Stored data
--*--

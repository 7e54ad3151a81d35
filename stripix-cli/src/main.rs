//! stripix command-line interface.
//!
//! Decodes miniTRB data files, exports calibrated channel arrays, builds
//! cluster tables and captures the live UDP stream.
#![allow(
    clippy::uninlined_format_args,
    clippy::cast_precision_loss,
    clippy::too_many_lines
)]

use clap::{Parser, Subcommand, ValueEnum};
use std::path::{Path, PathBuf};
use std::thread;
use std::time::{Duration, Instant};
use stripix_algorithms::{cluster_events, ClusterQuality, StripClustering};
use stripix_core::{
    CalibrationGroup, CalibrationTable, ClusterTable, CommonModeConfig, CommonModePolicy,
    Correction,
};
use stripix_io::{
    load_calibration, write_cluster_table, AnalysisConfig, CalibrationFormat, EventArrayWriter,
    TrbFileReader, UdpReceiver,
};
use stripix_trb::{BoardFrame, SampleMode};
use thiserror::Error;

/// Result type for CLI operations.
type Result<T> = std::result::Result<T, CliError>;

/// CLI error types.
#[derive(Error, Debug)]
enum CliError {
    #[error("I/O error: {0}")]
    Io(#[from] std::io::Error),

    #[error("{0}")]
    StripixIo(#[from] stripix_io::Error),

    #[error("Core error: {0}")]
    Core(#[from] stripix_core::Error),

    #[error("{0}")]
    Usage(String),
}

/// Common-mode policy selection.
#[derive(Debug, Clone, Copy, ValueEnum)]
enum CommonModeArg {
    /// Mean within one standard deviation of the chip mean
    Adaptive,
    /// Mean of the values below the signal cut
    FixedThreshold,
    /// Pilot mean on quiet channels, then a band around it
    Guided,
    /// No common-mode subtraction
    None,
}

/// Calibration file encoding.
#[derive(Debug, Clone, Copy, ValueEnum)]
enum FormatArg {
    Auto,
    Tabular,
    Keyed,
}

impl From<FormatArg> for CalibrationFormat {
    fn from(arg: FormatArg) -> Self {
        match arg {
            FormatArg::Auto => Self::Auto,
            FormatArg::Tabular => Self::Tabular,
            FormatArg::Keyed => Self::Keyed,
        }
    }
}

/// miniTRB silicon microstrip data decoder.
#[derive(Parser)]
#[command(name = "stripix")]
#[command(author, version, about, long_about = None)]
struct Cli {
    /// Analysis configuration file (JSON)
    #[arg(short, long, global = true)]
    config: Option<PathBuf>,

    /// Verbose output
    #[arg(short, long, global = true)]
    verbose: bool,

    #[command(subcommand)]
    command: Commands,
}

#[derive(Subcommand)]
enum Commands {
    /// Show the header layout and event count of data files
    Info {
        /// Input data file(s)
        #[arg(required = true)]
        input: Vec<PathBuf>,

        /// Print JSON instead of text
        #[arg(long)]
        json: bool,
    },

    /// Decode events into per-event channel arrays (CSV or JSON)
    Convert {
        /// Input data file
        input: PathBuf,

        /// Output file path (.csv or .json)
        #[arg(short, long)]
        output: PathBuf,

        /// Calibration file; without it the raw samples are written
        #[arg(long)]
        calibration: Option<PathBuf>,

        /// Calibration file encoding
        #[arg(long, value_enum)]
        calibration_format: Option<FormatArg>,

        /// Calibration group to apply
        #[arg(long, default_value = "0")]
        group: usize,

        /// Keep ADC counts instead of subtracting pedestals
        #[arg(long)]
        raw: bool,

        /// Keep the ADC status bits in each sample
        #[arg(long)]
        keep_status_bits: bool,

        /// Drop the unconnected channels of a 10VA board reading a 6VA sensor
        #[arg(long = "ten-to-six")]
        ten_to_six: bool,
    },

    /// Cluster calibrated events and write the cluster table
    Clusterize {
        /// Input data file(s)
        #[arg(required = true)]
        input: Vec<PathBuf>,

        /// Output file path (.csv or .json)
        #[arg(short, long)]
        output: PathBuf,

        /// Calibration file
        #[arg(long)]
        calibration: PathBuf,

        /// Calibration file encoding
        #[arg(long, value_enum)]
        calibration_format: Option<FormatArg>,

        /// Calibration group to apply
        #[arg(long, default_value = "0")]
        group: usize,

        /// Seed threshold
        #[arg(long)]
        high: Option<f64>,

        /// Neighbour threshold
        #[arg(long)]
        low: Option<f64>,

        /// Maximum seed candidates per event
        #[arg(long)]
        max_seeds: Option<usize>,

        /// Common-mode policy
        #[arg(long, value_enum)]
        common_mode: Option<CommonModeArg>,

        /// Use symmetric windows of 2 * WIDTH + 1 strips
        #[arg(long, value_name = "WIDTH")]
        symmetric: Option<usize>,

        /// Strip pitch in millimetres
        #[arg(long)]
        pitch: Option<f64>,
    },

    /// Capture board frames from the live UDP stream
    Listen {
        /// Local port
        #[arg(short, long)]
        port: Option<u16>,

        /// Local address
        #[arg(long)]
        bind: Option<String>,

        /// Stop after this many seconds
        #[arg(long, default_value = "10")]
        duration: u64,

        /// Stop after this many frames
        #[arg(long)]
        max_frames: Option<usize>,

        /// Write each captured frame as a row (.csv or .json)
        #[arg(short, long)]
        output: Option<PathBuf>,

        /// Calibration file; group 0 applies to J7 and group 1 to J5
        #[arg(long)]
        calibration: Option<PathBuf>,
    },
}

fn init_logging(verbose: bool) {
    let default = if verbose { "info" } else { "warn" };
    env_logger::Builder::from_env(env_logger::Env::default().default_filter_or(default)).init();
}

fn load_config(path: Option<&Path>) -> Result<AnalysisConfig> {
    match path {
        Some(path) => Ok(AnalysisConfig::from_file(path)?),
        None => Ok(AnalysisConfig::default()),
    }
}

fn select_group(table: &CalibrationTable, index: usize) -> Result<&CalibrationGroup> {
    let group = table.group(index)?;
    if let Some(name) = &group.name {
        log::info!("using calibration group {index} ({name})");
    }
    Ok(group)
}

fn run_info(input: &[PathBuf], json: bool) -> Result<()> {
    for path in input {
        let info = TrbFileReader::open(path)?.info();
        if json {
            println!(
                "{}",
                serde_json::to_string_pretty(&info).map_err(stripix_io::Error::from)?
            );
        } else {
            println!("{info}");
        }
    }
    Ok(())
}

#[allow(clippy::too_many_arguments)]
fn run_convert(
    input: &Path,
    output: &Path,
    calibration: Option<&Path>,
    format: CalibrationFormat,
    group: usize,
    correction: Correction,
    mode: SampleMode,
    ten_to_six: bool,
) -> Result<()> {
    let start = Instant::now();
    let reader = TrbFileReader::open(input)?
        .with_sample_mode(mode)
        .with_six_va_sensor(ten_to_six)?;
    if ten_to_six {
        log::info!("dropping the channels a 6VA sensor leaves unconnected");
    }
    let mut writer = EventArrayWriter::create(output)?;

    match calibration {
        Some(path) => {
            let table = load_calibration(path, format)?;
            let group = select_group(&table, group)?;
            for event in reader.read_corrected(group, correction)? {
                writer.write_values(&event.values)?;
            }
        }
        None => {
            if correction == Correction::Signal {
                log::warn!("no calibration given, writing un-shuffled raw samples");
            }
            for event in reader.events() {
                writer.write_samples(&reader.detector_samples(&event))?;
            }
        }
    }

    let rows = writer.finish()?;
    println!(
        "Converted {} events from {} in {:.2}s",
        rows,
        input.display(),
        start.elapsed().as_secs_f64()
    );
    Ok(())
}

fn run_clusterize(
    config: &AnalysisConfig,
    input: &[PathBuf],
    output: &Path,
    calibration: &Path,
    group: usize,
) -> Result<()> {
    let start = Instant::now();
    let table = load_calibration(calibration, config.calibration_format)?;
    let group = select_group(&table, group)?;
    let engine = StripClustering::new(config.clustering.clone())?;

    let mut clusters = ClusterTable::new();
    let mut total_events = 0usize;
    for path in input {
        let reader = TrbFileReader::open(path)?;
        let corrected = reader.read_corrected(group, Correction::Signal)?;
        let (file_clusters, state) = cluster_events(&corrected, &engine);
        // Event numbers continue across input files
        clusters.extend(file_clusters.into_iter().map(|mut c| {
            c.event += total_events;
            c
        }));

        log::info!(
            "{}: {} events, {} clusters, {} without seeds, {} over the seed limit",
            path.display(),
            state.events_processed,
            state.clusters_found,
            state.events_without_seeds,
            state.events_over_multiplicity
        );
        total_events += corrected.len();
    }

    let qualities: Vec<ClusterQuality> = clusters
        .iter()
        .map(|c| ClusterQuality::evaluate(c, group, config.strip_pitch_mm))
        .collect();
    let good = qualities.iter().filter(|q| q.good).count();
    let seed_snr: Vec<f64> = qualities.iter().filter_map(|q| q.seed_snr).collect();

    write_cluster_table(output, &clusters)?;

    println!(
        "Clustered {} events from {} file(s) in {:.2}s",
        total_events,
        input.len(),
        start.elapsed().as_secs_f64()
    );
    println!("Clusters: {} ({} good)", clusters.len(), good);
    if !seed_snr.is_empty() {
        println!(
            "Mean seed S/N: {:.2}",
            seed_snr.iter().sum::<f64>() / seed_snr.len() as f64
        );
    }
    Ok(())
}

fn frame_row(frame: &BoardFrame, calibration: Option<&CalibrationTable>) -> Result<Vec<f64>> {
    let mut row = Vec::with_capacity(frame.j7.len() + frame.j5.len());
    for (index, samples) in [&frame.j7, &frame.j5].into_iter().enumerate() {
        match calibration {
            Some(table) => row.extend(table.group(index)?.apply(samples, Correction::Signal)),
            None => row.extend(samples.iter().map(|&s| f64::from(s))),
        }
    }
    Ok(row)
}

fn run_listen(
    config: &AnalysisConfig,
    duration: Duration,
    max_frames: Option<usize>,
    output: Option<&Path>,
    calibration: Option<&Path>,
) -> Result<()> {
    let calibration = calibration
        .map(|path| load_calibration(path, config.calibration_format))
        .transpose()?;
    if let Some(table) = &calibration {
        if table.len() < 2 {
            return Err(CliError::Usage(format!(
                "live calibration needs a group per connector, found {}",
                table.len()
            )));
        }
    }
    let mut writer = output.map(EventArrayWriter::create).transpose()?;

    let receiver = UdpReceiver::spawn(&config.stream)?;
    println!("Listening on {}", receiver.local_addr());

    let deadline = Instant::now() + duration;
    let mut captured = 0usize;
    while receiver.is_running()
        && Instant::now() < deadline
        && max_frames.map_or(true, |max| captured < max)
    {
        match receiver.latest().take() {
            Some(frame) => {
                captured += 1;
                if let Some(writer) = writer.as_mut() {
                    writer.write_values(&frame_row(&frame, calibration.as_ref())?)?;
                }
                log::debug!("frame {} captured", frame.id);
            }
            None => thread::sleep(Duration::from_millis(5)),
        }
    }

    let stats = receiver.join()?;
    if let Some(writer) = writer {
        writer.finish()?;
    }
    println!(
        "Captured {} of {} frames ({} dropped boards, {} desync warnings)",
        captured, stats.frames, stats.dropped_boards, stats.desync_warnings
    );
    Ok(())
}

fn main() -> Result<()> {
    let cli = Cli::parse();
    init_logging(cli.verbose);
    let mut config = load_config(cli.config.as_deref())?;

    match cli.command {
        Commands::Info { input, json } => run_info(&input, json)?,

        Commands::Convert {
            input,
            output,
            calibration,
            calibration_format,
            group,
            raw,
            keep_status_bits,
            ten_to_six,
        } => {
            let format = calibration_format.map_or(config.calibration_format, Into::into);
            let correction = if raw {
                Correction::Raw
            } else {
                Correction::Signal
            };
            let mode = if keep_status_bits {
                SampleMode::Verbatim
            } else {
                SampleMode::StripStatusBits
            };
            run_convert(
                &input,
                &output,
                calibration.as_deref(),
                format,
                group,
                correction,
                mode,
                ten_to_six,
            )?;
        }

        Commands::Clusterize {
            input,
            output,
            calibration,
            calibration_format,
            group,
            high,
            low,
            max_seeds,
            common_mode,
            symmetric,
            pitch,
        } => {
            if let Some(format) = calibration_format {
                config.calibration_format = format.into();
            }
            let clustering = &mut config.clustering;
            if let Some(high) = high {
                clustering.high_threshold = high;
            }
            if let Some(low) = low {
                clustering.low_threshold = low;
            }
            if let Some(max_seeds) = max_seeds {
                clustering.max_seeds = max_seeds;
            }
            if let Some(width) = symmetric {
                clustering.symmetric = true;
                clustering.symmetric_width = width;
            }
            if let Some(arg) = common_mode {
                let current = clustering.common_mode.unwrap_or_default();
                clustering.common_mode = match arg {
                    CommonModeArg::Adaptive => Some(CommonModePolicy::Adaptive),
                    CommonModeArg::FixedThreshold => Some(CommonModePolicy::FixedThreshold),
                    CommonModeArg::Guided => Some(CommonModePolicy::Guided),
                    CommonModeArg::None => None,
                }
                .map(|policy| CommonModeConfig { policy, ..current });
            }
            if let Some(pitch) = pitch {
                config.strip_pitch_mm = pitch;
            }
            config.validate()?;
            run_clusterize(&config, &input, &output, &calibration, group)?;
        }

        Commands::Listen {
            port,
            bind,
            duration,
            max_frames,
            output,
            calibration,
        } => {
            if let Some(port) = port {
                config.stream.port = port;
            }
            if let Some(bind) = bind {
                config.stream.bind_address = bind;
            }
            run_listen(
                &config,
                Duration::from_secs(duration),
                max_frames,
                output.as_deref(),
                calibration.as_deref(),
            )?;
        }
    }

    Ok(())
}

--*--

#### [PROBLEM REQUIREMENTS]
Where does "CommonModePolicy" appear in the records above? Copy each line that holds it.

#### [SOLUTION TO THIS PROBLEM]
    CalibrationGroup, CalibrationTable, ClusterTable, CommonModeConfig, CommonModePolicy,
                    CommonModeArg::Adaptive => Some(CommonModePolicy::Adaptive),
                    CommonModeArg::FixedThreshold => Some(CommonModePolicy::FixedThreshold),
                    CommonModeArg::Guided => Some(CommonModePolicy::Guided),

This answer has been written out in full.